◆ **Exercise goal**: The response is to be the full listing, set down exactly.

⁂

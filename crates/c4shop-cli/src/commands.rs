use std::path::{Path, PathBuf};

use anyhow::Context;

use c4shop_core::{storage, ExportFormat, ExportSettings, Model, View, Workspace};
use c4shop_model::build_workspace;

fn assemble() -> anyhow::Result<Workspace> {
    build_workspace().context("assembling the WebShop workspace")
}

pub fn export(
    settings: &ExportSettings,
    out: Option<PathBuf>,
    formats: Vec<ExportFormat>,
    name: &str,
    compact: bool,
) -> anyhow::Result<()> {
    let workspace = assemble()?;
    let dir = out.unwrap_or_else(|| settings.output_dir());
    let formats = resolve_formats(formats, settings)?;
    let pretty = settings.pretty && !compact;

    for format in formats {
        let path = storage::export(&dir, name, &workspace, format, pretty)
            .with_context(|| format!("writing {} export to {}", format, dir.display()))?;
        println!("{}", path.display());
    }
    Ok(())
}

/// Flags win over settings. Repeats are dropped, first occurrence kept.
fn resolve_formats(
    requested: Vec<ExportFormat>,
    settings: &ExportSettings,
) -> anyhow::Result<Vec<ExportFormat>> {
    let candidates = if requested.is_empty() {
        settings.formats.clone()
    } else {
        requested
    };
    let mut formats = Vec::with_capacity(candidates.len());
    for format in candidates {
        if !formats.contains(&format) {
            formats.push(format);
        }
    }
    if formats.is_empty() {
        anyhow::bail!("no export formats configured");
    }
    Ok(formats)
}

pub fn summary() -> anyhow::Result<()> {
    let workspace = assemble()?;
    print!("{}", render_summary(&workspace));
    Ok(())
}

pub fn schema() -> anyhow::Result<()> {
    let schema = c4shop_core::workspace_schema();
    println!("{}", serde_json::to_string_pretty(&schema)?);
    Ok(())
}

pub fn validate(file: &Path) -> anyhow::Result<()> {
    let workspace = storage::read_workspace(file)
        .with_context(|| format!("validating {}", file.display()))?;
    println!(
        "{}: ok ({} elements, {} relationships, {} views)",
        file.display(),
        workspace.model.elements().count(),
        workspace.model.relationships().count(),
        workspace.views.views().count()
    );
    Ok(())
}

fn render_summary(workspace: &Workspace) -> String {
    let model = &workspace.model;
    let mut out = String::new();
    out.push_str(&format!("{}: {}\n", workspace.name, workspace.description));
    out.push_str(&format!(
        "  persons {}, software systems {}, containers {}, relationships {}\n",
        model.people().count(),
        model.software_systems().count(),
        model.containers().count(),
        model.relationships().count()
    ));
    for view in workspace.views.views() {
        render_view(&mut out, model, view);
    }
    out
}

fn render_view(out: &mut String, model: &Model, view: &View) {
    out.push_str(&format!("view {} ({:?}", view.key, view.kind));
    if let Some(paper) = view.paper_size {
        out.push_str(", ");
        out.push_str(paper.as_str());
    }
    out.push_str(")\n");

    let names: Vec<&str> = view
        .elements()
        .iter()
        .filter_map(|id| model.element(*id))
        .map(|e| e.name.as_str())
        .collect();
    out.push_str(&format!("  elements: {}\n", names.join(", ")));

    for rel in view.relationships().iter().filter_map(|id| model.relationship(*id)) {
        out.push_str(&format!(
            "  {} -> {}: {}\n",
            name_of(model, rel.source_id),
            name_of(model, rel.destination_id),
            rel.description
        ));
    }
    for rel in view.implied_relationships(model) {
        out.push_str(&format!(
            "  {} -> {}: {} (implied)\n",
            name_of(model, rel.source_id),
            name_of(model, rel.destination_id),
            rel.description
        ));
    }
}

fn name_of(model: &Model, id: c4shop_core::ElementId) -> &str {
    model
        .element(id)
        .map(|e| e.name.as_str())
        .unwrap_or("?")
}

#[cfg(test)]
mod tests {
    use super::*;

    #[test]
    fn summary_lists_both_views() {
        let workspace = build_workspace().unwrap();
        let text = render_summary(&workspace);
        assert!(text.contains("persons 2, software systems 3, containers 3, relationships 7"));
        assert!(text.contains("view SystemContext (SystemContext, A4_Landscape)"));
        assert!(text.contains("view Containers (Container, A4_Landscape)"));
        assert!(text.contains("Customer -> WebShop: Navega, busca e compra produtos (implied)"));
        assert!(text.contains(
            "Payment Gateway -> API Backend: Envia callback de status do pagamento\n"
        ));
    }

    #[test]
    fn repeated_formats_keep_first_occurrence() {
        let settings = ExportSettings::default();
        let formats = resolve_formats(
            vec![ExportFormat::Json, ExportFormat::Dsl, ExportFormat::Json],
            &settings,
        )
        .unwrap();
        assert_eq!(formats, vec![ExportFormat::Json, ExportFormat::Dsl]);
    }

    #[test]
    fn settings_formats_apply_without_flags() {
        let settings = ExportSettings {
            formats: vec![ExportFormat::Dsl, ExportFormat::Dsl],
            ..ExportSettings::default()
        };
        assert_eq!(
            resolve_formats(vec![], &settings).unwrap(),
            vec![ExportFormat::Dsl]
        );
    }

    #[test]
    fn empty_format_list_is_an_error() {
        let settings = ExportSettings {
            formats: vec![],
            ..ExportSettings::default()
        };
        let err = resolve_formats(vec![], &settings).unwrap_err();
        assert_eq!(err.to_string(), "no export formats configured");
    }
}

⁂

◆ **Solution to this problem**:
filename crates/c4shop-cli/src/commands.rs
use std::path::{Path, PathBuf};

use anyhow::Context;

use c4shop_core::{storage, ExportFormat, ExportSettings, Model, View, Workspace};
use c4shop_model::build_workspace;

fn assemble() -> anyhow::Result<Workspace> {
    build_workspace().context("assembling the WebShop workspace")
}

pub fn export(
    settings: &ExportSettings,
    out: Option<PathBuf>,
    formats: Vec<ExportFormat>,
    name: &str,
    compact: bool,
) -> anyhow::Result<()> {
    let workspace = assemble()?;
    let dir = out.unwrap_or_else(|| settings.output_dir());
    let formats = resolve_formats(formats, settings)?;
    let pretty = settings.pretty && !compact;

    for format in formats {
        let path = storage::export(&dir, name, &workspace, format, pretty)
            .with_context(|| format!("writing {} export to {}", format, dir.display()))?;
        println!("{}", path.display());
    }
    Ok(())
}

/// Flags win over settings. Repeats are dropped, first occurrence kept.
fn resolve_formats(
    requested: Vec<ExportFormat>,
    settings: &ExportSettings,
) -> anyhow::Result<Vec<ExportFormat>> {
    let candidates = if requested.is_empty() {
        settings.formats.clone()
    } else {
        requested
    };
    let mut formats = Vec::with_capacity(candidates.len());
    for format in candidates {
        if !formats.contains(&format) {
            formats.push(format);
        }
    }
    if formats.is_empty() {
        anyhow::bail!("no export formats configured");
    }
    Ok(formats)
}

pub fn summary() -> anyhow::Result<()> {
    let workspace = assemble()?;
    print!("{}", render_summary(&workspace));
    Ok(())
}

pub fn schema() -> anyhow::Result<()> {
    let schema = c4shop_core::workspace_schema();
    println!("{}", serde_json::to_string_pretty(&schema)?);
    Ok(())
}

pub fn validate(file: &Path) -> anyhow::Result<()> {
    let workspace = storage::read_workspace(file)
        .with_context(|| format!("validating {}", file.display()))?;
    println!(
        "{}: ok ({} elements, {} relationships, {} views)",
        file.display(),
        workspace.model.elements().count(),
        workspace.model.relationships().count(),
        workspace.views.views().count()
    );
    Ok(())
}

fn render_summary(workspace: &Workspace) -> String {
    let model = &workspace.model;
    let mut out = String::new();
    out.push_str(&format!("{}: {}\n", workspace.name, workspace.description));
    out.push_str(&format!(
        "  persons {}, software systems {}, containers {}, relationships {}\n",
        model.people().count(),
        model.software_systems().count(),
        model.containers().count(),
        model.relationships().count()
    ));
    for view in workspace.views.views() {
        render_view(&mut out, model, view);
    }
    out
}

fn render_view(out: &mut String, model: &Model, view: &View) {
    out.push_str(&format!("view {} ({:?}", view.key, view.kind));
    if let Some(paper) = view.paper_size {
        out.push_str(", ");
        out.push_str(paper.as_str());
    }
    out.push_str(")\n");

    let names: Vec<&str> = view
        .elements()
        .iter()
        .filter_map(|id| model.element(*id))
        .map(|e| e.name.as_str())
        .collect();
    out.push_str(&format!("  elements: {}\n", names.join(", ")));

    for rel in view.relationships().iter().filter_map(|id| model.relationship(*id)) {
        out.push_str(&format!(
            "  {} -> {}: {}\n",
            name_of(model, rel.source_id),
            name_of(model, rel.destination_id),
            rel.description
        ));
    }
    for rel in view.implied_relationships(model) {
        out.push_str(&format!(
            "  {} -> {}: {} (implied)\n",
            name_of(model, rel.source_id),
            name_of(model, rel.destination_id),
            rel.description
        ));
    }
}

fn name_of(model: &Model, id: c4shop_core::ElementId) -> &str {
    model
        .element(id)
        .map(|e| e.name.as_str())
        .unwrap_or("?")
}

#[cfg(test)]
mod tests {
    use super::*;

    #[test]
    fn summary_lists_both_views() {
        let workspace = build_workspace().unwrap();
        let text = render_summary(&workspace);
        assert!(text.contains("persons 2, software systems 3, containers 3, relationships 7"));
        assert!(text.contains("view SystemContext (SystemContext, A4_Landscape)"));
        assert!(text.contains("view Containers (Container, A4_Landscape)"));
        assert!(text.contains("Customer -> WebShop: Navega, busca e compra produtos (implied)"));
        assert!(text.contains(
            "Payment Gateway -> API Backend: Envia callback de status do pagamento\n"
        ));
    }

    #[test]
    fn repeated_formats_keep_first_occurrence() {
        let settings = ExportSettings::default();
        let formats = resolve_formats(
            vec![ExportFormat::Json, ExportFormat::Dsl, ExportFormat::Json],
            &settings,
        )
        .unwrap();
        assert_eq!(formats, vec![ExportFormat::Json, ExportFormat::Dsl]);
    }

    #[test]
    fn settings_formats_apply_without_flags() {
        let settings = ExportSettings {
            formats: vec![ExportFormat::Dsl, ExportFormat::Dsl],
            ..ExportSettings::default()
        };
        assert_eq!(
            resolve_formats(vec![], &settings).unwrap(),
            vec![ExportFormat::Dsl]
        );
    }

    #[test]
    fn empty_format_list_is_an_error() {
        let settings = ExportSettings {
            formats: vec![],
            ..ExportSettings::default()
        };
        let err = resolve_formats(vec![], &settings).unwrap_err();
        assert_eq!(err.to_string(), "no export formats configured");
    }
}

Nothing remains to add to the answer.